Le constructeur ailé, qui table aujourd'hui sur un marché 2009 compris entre 180 000 et 200 000 unités selon les scénarios (à comparer aux 240 000 unités de 2008, voir notre encadré ci-dessus et notre Dossier spécial marché du motocycle 2008), s'apprêterait donc à jouer la carte de la part de marché au détriment de celle des volumes : en écoulant cette année 30 000 machines sur un marché total de 190 000, Honda pourrait augmenter sa part de marché de 2 points à 16%, par rapport aux 33 108 ventes en 2008 sur un marché total de 240 000 unités représentant 13,9% de part de marché.
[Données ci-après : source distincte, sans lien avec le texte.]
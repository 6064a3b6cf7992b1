//! Role dashboards and the role-based landing redirect.

use leptos::prelude::*;
use leptos_router::NavigateOptions;
use leptos_router::hooks::use_navigate;

use crate::state::session::{AppSession, use_session};
use crate::util::auth::{LOGIN_ROUTE, RouteAccess, home_route, install_route_guard, route_access};

pub const ADMIN_ROLES: &[&str] = &["admin"];
pub const DOCTOR_ROLES: &[&str] = &["doctor"];
pub const CLIENT_ROLES: &[&str] = &["client"];

/// Dashboard shell for one role. Redirects to `/login` when signed out and to
/// `/unauthorized` when the user's role is not in `allowed`.
#[component]
pub fn DashboardPage(allowed: &'static [&'static str], title: &'static str) -> impl IntoView {
    let session: AppSession = use_session();
    let state = session.state();
    install_route_guard(state, allowed, use_navigate());

    let greeting = move || {
        state
            .get()
            .user
            .map_or_else(String::new, |u| format!("Signed in as {} ({})", u.display_name(), u.role))
    };

    let on_logout = move |_: leptos::ev::MouseEvent| {
        let session = session.clone();
        leptos::task::spawn_local(async move {
            session.logout().await;
        });
    };

    view! {
        <Show when=move || route_access(&state.get(), allowed) == RouteAccess::Allowed>
            <div class="dashboard-page">
                <header class="dashboard-page__header">
                    <h1>{title}</h1>
                    <span class="dashboard-page__user">{greeting}</span>
                    <button class="btn btn--secondary" on:click=on_logout.clone()>
                        "Logout"
                    </button>
                </header>
            </div>
        </Show>
    }
}

/// Send the user to their role's dashboard, or to `/login` when signed out.
#[component]
pub fn HomeRedirect() -> impl IntoView {
    let session: AppSession = use_session();
    let state = session.state();
    let navigate = use_navigate();

    Effect::new(move || {
        let current = state.get();
        if !current.restored {
            return;
        }
        let target = current.user.map_or(LOGIN_ROUTE, |u| home_route(&u.role));
        navigate(target, NavigateOptions { replace: true, ..NavigateOptions::default() });
    });
}

/// Shown when a signed-in user opens a page their role may not see.
#[component]
pub fn UnauthorizedPage() -> impl IntoView {
    view! {
        <div class="unauthorized-page">
            <h1>"Unauthorized"</h1>
            <p>"You don't have permission to access this page."</p>
            <a href=LOGIN_ROUTE class="btn btn--primary">
                "Back to Login"
            </a>
        </div>
    }
}
//! Authentication service seam and its REST implementation.
//!
//! Client-side (hydrate): real HTTP calls via `gloo-net`.
//! Server-side (SSR): stubs returning [`AuthError::Unavailable`] since these
//! endpoints are only meaningful in the browser.
//!
//! ERROR HANDLING
//! ==============
//! HTTP failures are folded into [`AuthError`] values whose `Display` is the
//! message the login form shows, so callers never inspect status codes.

#![allow(clippy::unused_async)]

#[cfg(test)]
#[path = "api_test.rs"]
mod api_test;

use std::future::Future;

#[cfg(any(test, feature = "hydrate"))]
use super::types::DEFAULT_LOGIN_ERROR;
use super::types::{Credentials, LoginResponse};
use crate::config::ClientConfig;
use crate::error::AuthError;

/// Remote authentication endpoint used by the session store.
pub trait AuthService {
    /// Submit credentials. A well-formed refusal is `Ok` with `success: false`.
    fn login(&self, credentials: &Credentials) -> impl Future<Output = Result<LoginResponse, AuthError>>;

    /// End the session server-side.
    fn logout(&self) -> impl Future<Output = Result<(), AuthError>>;
}

/// [`AuthService`] backed by the clinic REST API.
#[derive(Clone, Debug, PartialEq, Eq)]
pub struct HttpAuthService {
    api_base: String,
}

impl HttpAuthService {
    #[must_use]
    pub fn new(api_base: impl Into<String>) -> Self {
        Self { api_base: api_base.into() }
    }

    #[must_use]
    pub fn from_config(config: &ClientConfig) -> Self {
        Self::new(config.api_base.clone())
    }

    #[must_use]
    pub fn api_base(&self) -> &str {
        &self.api_base
    }
}

#[cfg(any(test, feature = "hydrate"))]
fn login_endpoint(api_base: &str) -> String {
    format!("{}/auth/login", api_base.trim_end_matches('/'))
}

#[cfg(any(test, feature = "hydrate"))]
fn logout_endpoint(api_base: &str) -> String {
    format!("{}/auth/logout", api_base.trim_end_matches('/'))
}

#[cfg(any(test, feature = "hydrate"))]
fn network_failure_message(api_base: &str) -> String {
    format!("Cannot connect to server at {api_base}")
}

/// Message for a login answered with a non-2xx status.
///
/// `body` is the decoded error envelope, when the server sent one.
#[cfg(any(test, feature = "hydrate"))]
fn login_failure_message(status: u16, status_text: &str, body: Option<&LoginResponse>) -> String {
    let message = body.and_then(|b| b.message.clone()).filter(|m| !m.trim().is_empty());
    match status {
        401 => DEFAULT_LOGIN_ERROR.to_owned(),
        400 => match body {
            Some(b) if !b.errors.is_empty() => b.errors.join(", "),
            _ => message.unwrap_or_else(|| "Bad request".to_owned()),
        },
        500 => message.unwrap_or_else(|| "Server error occurred".to_owned()),
        _ => format!("HTTP {status}: {status_text}"),
    }
}

impl AuthService for HttpAuthService {
    /// `POST {api_base}/auth/login` with the credentials as JSON.
    async fn login(&self, credentials: &Credentials) -> Result<LoginResponse, AuthError> {
        #[cfg(feature = "hydrate")]
        {
            let url = login_endpoint(&self.api_base);
            log::debug!("POST {url} for {}", credentials.user_name);
            let resp = gloo_net::http::Request::post(&url)
                .json(credentials)
                .map_err(|e| AuthError::Decode(e.to_string()))?
                .send()
                .await
                .map_err(|e| {
                    log::warn!("login request failed: {e}");
                    AuthError::Network(network_failure_message(&self.api_base))
                })?;
            let status = resp.status();
            if resp.ok() {
                return resp
                    .json::<LoginResponse>()
                    .await
                    .map_err(|e| AuthError::Decode(e.to_string()));
            }
            let status_text = resp.status_text();
            let body = resp.json::<LoginResponse>().await.ok();
            log::warn!("login rejected with HTTP {status}");
            Err(AuthError::Http {
                status,
                message: login_failure_message(status, &status_text, body.as_ref()),
            })
        }
        #[cfg(not(feature = "hydrate"))]
        {
            let _ = credentials;
            Err(AuthError::Unavailable)
        }
    }

    /// `POST {api_base}/auth/logout`.
    async fn logout(&self) -> Result<(), AuthError> {
        #[cfg(feature = "hydrate")]
        {
            let resp = gloo_net::http::Request::post(&logout_endpoint(&self.api_base))
                .send()
                .await
                .map_err(|_| AuthError::Network(network_failure_message(&self.api_base)))?;
            if !resp.ok() {
                let status = resp.status();
                return Err(AuthError::Http { status, message: format!("HTTP {status}: {}", resp.status_text()) });
            }
            Ok(())
        }
        #[cfg(not(feature = "hydrate"))]
        {
            Err(AuthError::Unavailable)
        }
    }
}
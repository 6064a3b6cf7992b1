//! Login page: user name + password against the clinic backend.

#[cfg(test)]
#[path = "login_test.rs"]
mod login_test;

use leptos::prelude::*;
use leptos_router::NavigateOptions;
use leptos_router::hooks::use_navigate;

use crate::net::types::Credentials;
use crate::state::session::{AppSession, use_session};
use crate::util::auth::home_route;

const MISSING_FIELDS: &str = "Enter both user name and password.";

/// Trim the user name and require both fields.
fn validate_login_input(user_name: &str, password: &str) -> Result<Credentials, &'static str> {
    let user_name = user_name.trim();
    if user_name.is_empty() || password.is_empty() {
        return Err(MISSING_FIELDS);
    }
    Ok(Credentials::new(user_name, password))
}

/// Login form. Once a user is published, redirects to that role's dashboard.
#[component]
pub fn LoginPage() -> impl IntoView {
    let session: AppSession = use_session();
    let state = session.state();
    let navigate = use_navigate();

    let user_name = RwSignal::new(String::new());
    let password = RwSignal::new(String::new());
    let info = RwSignal::new(String::new());

    Effect::new(move || {
        let current = state.get();
        if !current.restored {
            return;
        }
        if let Some(user) = current.user {
            navigate(home_route(&user.role), NavigateOptions { replace: true, ..NavigateOptions::default() });
        }
    });

    let on_submit = move |ev: leptos::ev::SubmitEvent| {
        ev.prevent_default();
        if state.get_untracked().loading {
            return;
        }
        let credentials = match validate_login_input(&user_name.get(), &password.get()) {
            Ok(credentials) => credentials,
            Err(msg) => {
                info.set(msg.to_owned());
                return;
            }
        };
        info.set(String::new());

        let session = session.clone();
        leptos::task::spawn_local(async move {
            if let Err(err) = session.login(credentials).await {
                info.set(err.to_string());
                password.set(String::new());
            }
        });
    };

    view! {
        <div class="login-page">
            <div class="login-card">
                <h1>"Clinic Portal"</h1>
                <p class="login-card__subtitle">"Sign in to continue"</p>
                <form class="login-form" on:submit=on_submit>
                    <input
                        class="login-input"
                        type="text"
                        autocomplete="username"
                        placeholder="User name"
                        prop:value=move || user_name.get()
                        on:input=move |ev| user_name.set(event_target_value(&ev))
                    />
                    <input
                        class="login-input"
                        type="password"
                        autocomplete="current-password"
                        placeholder="Password"
                        prop:value=move || password.get()
                        on:input=move |ev| password.set(event_target_value(&ev))
                    />
                    <button class="login-button" type="submit" disabled=move || state.get().loading>
                        {move || if state.get().loading { "Signing in..." } else { "Sign In" }}
                    </button>
                </form>
                <Show when=move || !info.get().is_empty()>
                    <p class="login-message">{move || info.get()}</p>
                </Show>
            </div>
        </div>
    }
}
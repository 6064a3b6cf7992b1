//! Routed pages.
//!
//! SYSTEM CONTEXT
//! ==============
//! Pages read the session from context; none of them own auth state.

pub mod dashboard;
pub mod login;
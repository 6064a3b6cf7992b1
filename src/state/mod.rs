//! Shared client-side state modules.
//!
//! DESIGN
//! ======
//! The session is the only state shared across the whole tree; it is built
//! once at the root and provided through context.

pub mod session;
Mais vu la gravité de la situation, la sortie de crise (fin 2009 ? fin 2010 ?) pourrait déboucher sur des morts parmi les constructeurs de motos et de scooters, car le marché est aujourd'hui dans une logique de concentration : en automobile par exemple, le nombre de constructeurs est en chute libre depuis plusieurs années.
"Aucun constructeur automobile ne peut être certain aujourd'hui d'être encore là dans deux ans", estime Jean-Luc Mars qui n'a par ailleurs toujours pas confirmé sa présence au prochain Mondial du deux-roues, Porte de Versailles du 2 au 8 octobre 2009, pas plus que d'autres acteurs majeurs du monde de la moto en France...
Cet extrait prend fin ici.